▶ _Excerpted records_:
=== Begin Enclosure ===

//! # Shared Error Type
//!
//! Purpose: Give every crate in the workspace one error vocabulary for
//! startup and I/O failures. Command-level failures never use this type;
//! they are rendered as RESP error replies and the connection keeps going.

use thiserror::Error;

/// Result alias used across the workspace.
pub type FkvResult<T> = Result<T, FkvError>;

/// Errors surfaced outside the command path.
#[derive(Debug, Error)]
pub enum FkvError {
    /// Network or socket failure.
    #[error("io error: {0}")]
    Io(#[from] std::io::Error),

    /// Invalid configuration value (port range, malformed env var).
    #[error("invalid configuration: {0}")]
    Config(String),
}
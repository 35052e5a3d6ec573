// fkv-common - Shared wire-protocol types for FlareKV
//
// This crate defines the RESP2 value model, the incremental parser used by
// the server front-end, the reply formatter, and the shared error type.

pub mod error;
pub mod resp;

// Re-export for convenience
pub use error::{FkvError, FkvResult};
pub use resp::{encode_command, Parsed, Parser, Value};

=== End Enclosure ===

▶ _Activity_: The answer is the full set of records above, repeated exactly.

▶ _Your response_:
//! # Shared Error Type
//!
//! Purpose: Give every crate in the workspace one error vocabulary for
//! startup and I/O failures. Command-level failures never use this type;
//! they are rendered as RESP error replies and the connection keeps going.

use thiserror::Error;

/// Result alias used across the workspace.
pub type FkvResult<T> = Result<T, FkvError>;

/// Errors surfaced outside the command path.
#[derive(Debug, Error)]
pub enum FkvError {
    /// Network or socket failure.
    #[error("io error: {0}")]
    Io(#[from] std::io::Error),

    /// Invalid configuration value (port range, malformed env var).
    #[error("invalid configuration: {0}")]
    Config(String),
}
repository 35052e5a3d6ec573
// fkv-common - Shared wire-protocol types for FlareKV
//
// This crate defines the RESP2 value model, the incremental parser used by
// the server front-end, the reply formatter, and the shared error type.

pub mod error;
pub mod resp;

// Re-export for convenience
pub use error::{FkvError, FkvResult};
pub use resp::{encode_command, Parsed, Parser, Value};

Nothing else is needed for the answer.